Chiara Frugoni
L'affare migliore di
Enrico
Giotto e la cappella
Scrovegni
Contributi di
Attilio Bartoli Langeli, Riccardo Luisi
Dante
pose tra i dannati dell'Inferno il padre di Enrico Scrovegni, Rainaldo,
bollandolo come usuraio. Per molto tempo questa condanna ha portato ritenere che
il figlio avesse fatto erigere la cappella padovana per espiare i propri peccati
di usura, e quelli del genitore.
Il libro di Chiara Frugoni capovolge questa tenace interpretazione, accolta
ancora di recente. Enrico, banchiere, imprenditore e uomo politico, attraverso
Giotto volle proclamare il buon uso delle ricchezze, se impiegate in opere
caritative, e presentarsi con il volto del mecenate.

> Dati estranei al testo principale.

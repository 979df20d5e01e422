//! Registry actor - owns all session state and processes commands.
//!
//! The RegistryActor is the single owner of session state in the system.
//! Client commands arrive on an mpsc channel, tick firings on a second
//! channel, and both are applied one at a time on the actor's task.
//!
//! # Panic-Free Guarantees
//!
//! This module follows the panic-free policy:
//! - No `.unwrap()`, `.expect()`, `panic!()`, `unreachable!()`, `todo!()`
//! - All fallible operations use `?`, pattern matching, or `unwrap_or`
//! - Channel send failures are logged but don't panic

use std::time::Duration;

use tokio::sync::mpsc;
use tracing::{debug, info, trace};

use pomo_core::{Presets, Seconds, SessionId, TickOutcome};
use pomo_protocol::{ClientCommand, ServerMessage};

use super::commands::{RegistryCommand, RegistryError, RegistryStats};
use super::store::SessionStore;
use crate::broadcast::{Broadcaster, ConnectionId, Outbound};
use crate::timer::{spawn_ticker, TickEvent};

// ============================================================================
// Registry Actor
// ============================================================================

/// The registry actor - owns all session state.
///
/// Implements the actor pattern: receives commands via mpsc channel,
/// processes them sequentially, and fans snapshots out to subscribers.
///
/// # Ownership
///
/// The actor owns:
/// - `store`: every session's timer state and tick handle
/// - `broadcaster`: every connection's outbound queue and subscription
///
/// # Ordering
///
/// Commands and ticks interleave on one task, so no locking is needed and
/// a command that stops a timer takes effect before the next event is
/// looked at. Tick events from a cancelled run are recognised by their
/// generation and dropped.
pub struct RegistryActor {
    /// Command receiver
    receiver: mpsc::Receiver<RegistryCommand>,

    /// Sender cloned into every tick task
    tick_sender: mpsc::UnboundedSender<TickEvent>,

    /// Tick firings from all running sessions
    tick_receiver: mpsc::UnboundedReceiver<TickEvent>,

    /// Session registry
    store: SessionStore,

    /// Subscriptions and fan-out
    broadcaster: Broadcaster,

    /// Period between ticks
    tick_interval: Duration,

    /// Next tick generation to hand out
    next_generation: u64,
}

impl RegistryActor {
    /// Creates a new registry actor.
    ///
    /// # Arguments
    ///
    /// * `receiver` - Channel for receiving commands
    /// * `default_presets` - Presets given to newly created sessions
    /// * `tick_interval` - Period between ticks of a running session
    pub fn new(
        receiver: mpsc::Receiver<RegistryCommand>,
        default_presets: Presets,
        tick_interval: Duration,
    ) -> Self {
        let (tick_sender, tick_receiver) = mpsc::unbounded_channel();
        Self {
            receiver,
            tick_sender,
            tick_receiver,
            store: SessionStore::new(default_presets),
            broadcaster: Broadcaster::new(),
            tick_interval,
            next_generation: 0,
        }
    }

    /// Runs the actor event loop.
    ///
    /// Processes commands and ticks until the command channel closes (all
    /// handles dropped). Dropping the actor cancels every tick task.
    pub async fn run(mut self) {
        info!("Registry actor starting");

        loop {
            tokio::select! {
                cmd = self.receiver.recv() => match cmd {
                    Some(cmd) => self.handle_command(cmd),
                    None => break,
                },

                // The actor holds a sender, so this channel never closes
                Some(event) = self.tick_receiver.recv() => {
                    self.handle_tick(event);
                }
            }
        }

        info!(
            sessions = self.store.len(),
            ticking = self.store.ticking_count(),
            "Registry actor stopped"
        );
    }

    /// Dispatches a command to the appropriate handler.
    fn handle_command(&mut self, cmd: RegistryCommand) {
        match cmd {
            RegistryCommand::Connect {
                connection_id,
                outbound,
            } => {
                self.handle_connect(connection_id, outbound);
            }
            RegistryCommand::Disconnect { connection_id } => {
                self.handle_disconnect(connection_id);
            }
            RegistryCommand::Dispatch {
                connection_id,
                command,
                respond_to,
            } => {
                let result = self.handle_dispatch(connection_id, command);
                // Ignore send error - client may have dropped the receiver
                let _ = respond_to.send(result);
            }
            RegistryCommand::GetSession {
                session_id,
                respond_to,
            } => {
                let result = self.store.get(&session_id).map(|e| e.snapshot());
                let _ = respond_to.send(result);
            }
            RegistryCommand::GetSubscription {
                connection_id,
                respond_to,
            } => {
                let result = self.broadcaster.subscription(connection_id).cloned();
                let _ = respond_to.send(result);
            }
            RegistryCommand::Stats { respond_to } => {
                let _ = respond_to.send(self.stats());
            }
        }
    }

    // ========================================================================
    // Connection Handlers
    // ========================================================================

    fn handle_connect(&mut self, connection_id: ConnectionId, outbound: Outbound) {
        self.broadcaster.register(connection_id, outbound);
        debug!(
            connection_id = %connection_id,
            connections = self.broadcaster.connection_count(),
            "Connection attached"
        );
    }

    /// Clears the subscription. The session's timer is session-scoped and
    /// keeps running for remaining or later subscribers.
    fn handle_disconnect(&mut self, connection_id: ConnectionId) {
        let previous = self.broadcaster.unregister(connection_id);
        debug!(
            connection_id = %connection_id,
            session_id = ?previous,
            connections = self.broadcaster.connection_count(),
            "Connection detached"
        );
    }

    // ========================================================================
    // Client Command Handlers
    // ========================================================================

    fn handle_dispatch(
        &mut self,
        connection_id: ConnectionId,
        command: ClientCommand,
    ) -> Result<(), RegistryError> {
        if !self.broadcaster.is_registered(connection_id) {
            return Err(RegistryError::UnknownConnection(connection_id));
        }

        trace!(
            connection_id = %connection_id,
            command = command.type_name(),
            "Dispatching command"
        );

        match command {
            ClientCommand::JoinSession { session_id } => {
                self.handle_join(connection_id, session_id);
                Ok(())
            }
            ClientCommand::LeaveSession => {
                self.handle_leave(connection_id);
                Ok(())
            }
            ClientCommand::Ping => {
                self.broadcaster
                    .send_to(connection_id, &ServerMessage::pong());
                Ok(())
            }
            ClientCommand::StartTimer => {
                let session_id = self.subscribed_session(connection_id)?;
                self.handle_start(&session_id)
            }
            ClientCommand::PauseTimer => {
                let session_id = self.subscribed_session(connection_id)?;
                self.handle_pause(&session_id)
            }
            ClientCommand::ResetTimer => {
                let session_id = self.subscribed_session(connection_id)?;
                self.handle_reset(&session_id)
            }
            ClientCommand::SetTime { remaining_time } => {
                let session_id = self.subscribed_session(connection_id)?;
                self.handle_set_time(&session_id, remaining_time)
            }
            ClientCommand::SetPresets { presets } => {
                let session_id = self.subscribed_session(connection_id)?;
                self.handle_set_presets(&session_id, presets)
            }
        }
    }

    /// Resolves the connection's subscription to a registered session.
    fn subscribed_session(&self, connection_id: ConnectionId) -> Result<SessionId, RegistryError> {
        self.broadcaster
            .subscription(connection_id)
            .filter(|id| self.store.contains(id))
            .cloned()
            .ok_or(RegistryError::SessionNotFound)
    }

    /// Subscribes the connection, leaving any other session first, and
    /// replies with the snapshot to the requester only.
    fn handle_join(&mut self, connection_id: ConnectionId, session_id: SessionId) {
        if let Some(previous) = self.broadcaster.unsubscribe(connection_id) {
            if previous != session_id {
                info!(
                    connection_id = %connection_id,
                    session_id = %previous,
                    "Connection left session"
                );
            }
        }

        let snapshot = self.store.get_or_create(&session_id).snapshot();
        self.broadcaster.subscribe(connection_id, session_id.clone());

        info!(
            connection_id = %connection_id,
            session_id = %session_id,
            subscribers = self.broadcaster.subscriber_count(&session_id),
            "Connection joined session"
        );

        self.broadcaster
            .send_to(connection_id, &ServerMessage::timer(snapshot));
    }

    fn handle_leave(&mut self, connection_id: ConnectionId) {
        if let Some(previous) = self.broadcaster.unsubscribe(connection_id) {
            info!(
                connection_id = %connection_id,
                session_id = %previous,
                "Connection left session"
            );
        }
    }

    /// Starts ticking.
    ///
    /// The `Running` snapshot goes out before the first tick can fire.
    /// A second start is rejected by the session before any task is
    /// spawned, so a session never has two tick tasks.
    fn handle_start(&mut self, session_id: &SessionId) -> Result<(), RegistryError> {
        let generation = self.next_generation;
        let entry = self
            .store
            .get_mut(session_id)
            .ok_or(RegistryError::SessionNotFound)?;

        entry.timer_mut().start()?;
        self.next_generation = self.next_generation.wrapping_add(1);

        entry.attach_ticker(spawn_ticker(
            session_id.clone(),
            generation,
            self.tick_sender.clone(),
            self.tick_interval,
        ));

        info!(
            session_id = %session_id,
            remaining = %entry.timer().remaining(),
            generation,
            "Timer started"
        );

        self.broadcast(session_id);
        Ok(())
    }

    fn handle_pause(&mut self, session_id: &SessionId) -> Result<(), RegistryError> {
        let entry = self
            .store
            .get_mut(session_id)
            .ok_or(RegistryError::SessionNotFound)?;

        entry.timer_mut().pause();
        if entry.stop_ticking() {
            info!(
                session_id = %session_id,
                remaining = %entry.timer().remaining(),
                "Timer paused"
            );
        }

        self.broadcast(session_id);
        Ok(())
    }

    fn handle_reset(&mut self, session_id: &SessionId) -> Result<(), RegistryError> {
        let entry = self
            .store
            .get_mut(session_id)
            .ok_or(RegistryError::SessionNotFound)?;

        entry.timer_mut().reset();
        entry.stop_ticking();
        info!(
            session_id = %session_id,
            remaining = %entry.timer().remaining(),
            "Timer reset"
        );

        self.broadcast(session_id);
        Ok(())
    }

    fn handle_set_time(
        &mut self,
        session_id: &SessionId,
        value: Seconds,
    ) -> Result<(), RegistryError> {
        let entry = self
            .store
            .get_mut(session_id)
            .ok_or(RegistryError::SessionNotFound)?;

        entry.timer_mut().set_time(value);
        entry.stop_ticking();
        info!(session_id = %session_id, remaining = %value, "Timer set");

        self.broadcast(session_id);
        Ok(())
    }

    /// Replaces presets. Unlike set-time this leaves a running timer running.
    fn handle_set_presets(
        &mut self,
        session_id: &SessionId,
        presets: Presets,
    ) -> Result<(), RegistryError> {
        let entry = self
            .store
            .get_mut(session_id)
            .ok_or(RegistryError::SessionNotFound)?;

        entry.timer_mut().set_presets(presets);
        info!(session_id = %session_id, ?presets, "Presets updated");

        self.broadcast(session_id);
        Ok(())
    }

    // ========================================================================
    // Tick Handling
    // ========================================================================

    /// Applies one tick firing.
    ///
    /// Events from a cancelled run (stale generation) are dropped here;
    /// this is what keeps a pause from racing an already-queued tick.
    fn handle_tick(&mut self, event: TickEvent) {
        let Some(entry) = self.store.get_mut(&event.session_id) else {
            return;
        };

        if !entry.owns_tick(&event) {
            trace!(
                session_id = %event.session_id,
                generation = event.generation,
                "Stale tick dropped"
            );
            return;
        }

        match entry.timer_mut().tick() {
            TickOutcome::Decremented { remaining } => {
                trace!(session_id = %event.session_id, remaining = %remaining, "Tick");
            }
            TickOutcome::Expired => {
                entry.stop_ticking();
                info!(session_id = %event.session_id, "Timer finished");
            }
            TickOutcome::Ignored => {
                // Ticker outlived its run; detach without broadcasting
                entry.stop_ticking();
                return;
            }
        }

        self.broadcast(&event.session_id);
    }

    // ========================================================================
    // Helpers
    // ========================================================================

    fn broadcast(&self, session_id: &SessionId) {
        self.broadcaster.broadcast(&self.store, session_id);
    }

    fn stats(&self) -> RegistryStats {
        RegistryStats {
            sessions: self.store.len(),
            connections: self.broadcaster.connection_count(),
            ticking: self.store.ticking_count(),
        }
    }
}
//! In-memory session registry.
//!
//! Maps session ids to their timer state and live tick handle. Sessions
//! are created on first reference and never removed for the lifetime of
//! the process.

use std::collections::HashMap;

use tracing::info;

use pomo_core::{Presets, SessionId, TimerSession, TimerSnapshot};

use crate::timer::{TickEvent, TickHandle};

/// Timer state plus the handle of its tick task.
///
/// The handle is present exactly while the timer is running. It is kept
/// beside the domain state rather than inside it, so snapshots never see it.
#[derive(Debug)]
pub struct SessionEntry {
    timer: TimerSession,
    ticker: Option<TickHandle>,
}

impl SessionEntry {
    fn new(timer: TimerSession) -> Self {
        Self {
            timer,
            ticker: None,
        }
    }

    pub fn timer(&self) -> &TimerSession {
        &self.timer
    }

    pub fn timer_mut(&mut self) -> &mut TimerSession {
        &mut self.timer
    }

    pub fn snapshot(&self) -> TimerSnapshot {
        self.timer.snapshot()
    }

    /// Returns true if a tick task is attached.
    pub fn is_ticking(&self) -> bool {
        self.ticker.is_some()
    }

    /// Returns true if `event` was emitted by the attached tick task.
    pub fn owns_tick(&self, event: &TickEvent) -> bool {
        self.ticker
            .as_ref()
            .is_some_and(|ticker| ticker.owns(event))
    }

    /// Attaches a tick task, cancelling any previous one.
    pub fn attach_ticker(&mut self, ticker: TickHandle) {
        if let Some(previous) = self.ticker.replace(ticker) {
            previous.cancel();
        }
    }

    /// Cancels and clears the tick task. Returns true if one was attached.
    pub fn stop_ticking(&mut self) -> bool {
        match self.ticker.take() {
            Some(ticker) => {
                ticker.cancel();
                true
            }
            None => false,
        }
    }
}

/// The session registry.
#[derive(Debug)]
pub struct SessionStore {
    sessions: HashMap<SessionId, SessionEntry>,
    default_presets: Presets,
}

impl SessionStore {
    /// Creates an empty registry. New sessions start from `default_presets`.
    pub fn new(default_presets: Presets) -> Self {
        Self {
            sessions: HashMap::new(),
            default_presets,
        }
    }

    /// Returns the session, creating it with defaults if absent.
    pub fn get_or_create(&mut self, session_id: &SessionId) -> &mut SessionEntry {
        let default_presets = self.default_presets;
        let total = self.sessions.len();
        self.sessions.entry(session_id.clone()).or_insert_with(|| {
            info!(
                session_id = %session_id,
                remaining = %default_presets.pomodoro,
                total_sessions = total + 1,
                "Session created"
            );
            SessionEntry::new(TimerSession::new(session_id.clone(), default_presets))
        })
    }

    pub fn get(&self, session_id: &SessionId) -> Option<&SessionEntry> {
        self.sessions.get(session_id)
    }

    pub fn get_mut(&mut self, session_id: &SessionId) -> Option<&mut SessionEntry> {
        self.sessions.get_mut(session_id)
    }

    pub fn contains(&self, session_id: &SessionId) -> bool {
        self.sessions.contains_key(session_id)
    }

    pub fn len(&self) -> usize {
        self.sessions.len()
    }

    pub fn is_empty(&self) -> bool {
        self.sessions.is_empty()
    }

    /// Number of sessions with an attached tick task.
    pub fn ticking_count(&self) -> usize {
        self.sessions.values().filter(|e| e.is_ticking()).count()
    }
}

#[cfg(test)]
mod tests {
    use super::*;
    use pomo_core::Seconds;

    #[test]
    fn test_get_or_create_is_idempotent() {
        let mut store = SessionStore::new(Presets::default());
        let id = SessionId::new("abc");

        store.get_or_create(&id).timer_mut().set_time(Seconds::new(10));
        let entry = store.get_or_create(&id);
        assert_eq!(entry.timer().remaining(), Seconds::new(10));
        assert_eq!(store.len(), 1);
    }

    #[test]
    fn test_get_absent_is_none() {
        let store = SessionStore::new(Presets::default());
        assert!(store.get(&SessionId::new("abc")).is_none());
        assert!(store.is_empty());
    }

    #[test]
    fn test_new_sessions_use_default_presets() {
        let presets = Presets::new(Seconds::new(60), Seconds::new(10), Seconds::new(30));
        let mut store = SessionStore::new(presets);
        let entry = store.get_or_create(&SessionId::new("abc"));

        assert_eq!(entry.timer().presets(), &presets);
        assert_eq!(entry.timer().remaining(), Seconds::new(60));
        assert_eq!(entry.timer().initial(), Seconds::new(60));
        assert!(!entry.timer().is_running());
        assert!(!entry.is_ticking());
    }

    #[test]
    fn test_stop_ticking_without_ticker() {
        let mut store = SessionStore::new(Presets::default());
        let entry = store.get_or_create(&SessionId::new("abc"));
        assert!(!entry.stop_ticking());
        assert_eq!(store.ticking_count(), 0);
    }
}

A questa tesi l'autrice giunge esaminando da una parte numerosissimi documenti
d'archivio e il lungo e appassionato testamento del committente - rimasto fino
ad oggi inedito, e qui pubblicato, tradotto e puntualmente commentato da Attilio
Bartoli Langeli -, dall'altra analizzando scena per scena gli affreschi,
riprodotti nel ricco apparato illustrativo.
Un'attenzione particolare è riservata da Chiara Frugoni alla fascia dei Vizi e
delle Virtú alternati a finti marmi (questi ultimi indagati nel loro
significato da Riccardo Luisi), letta come la parte piú personale di Enrico.
Il saggio, intrecciando con grande finezza fonti testuali e iconografiche,
disegna una biografia nuova e sorprendente di Enrico Scrovegni, desideroso di
catturare attraverso il programma pittorico il consenso e la gratitudine dei
concittadini.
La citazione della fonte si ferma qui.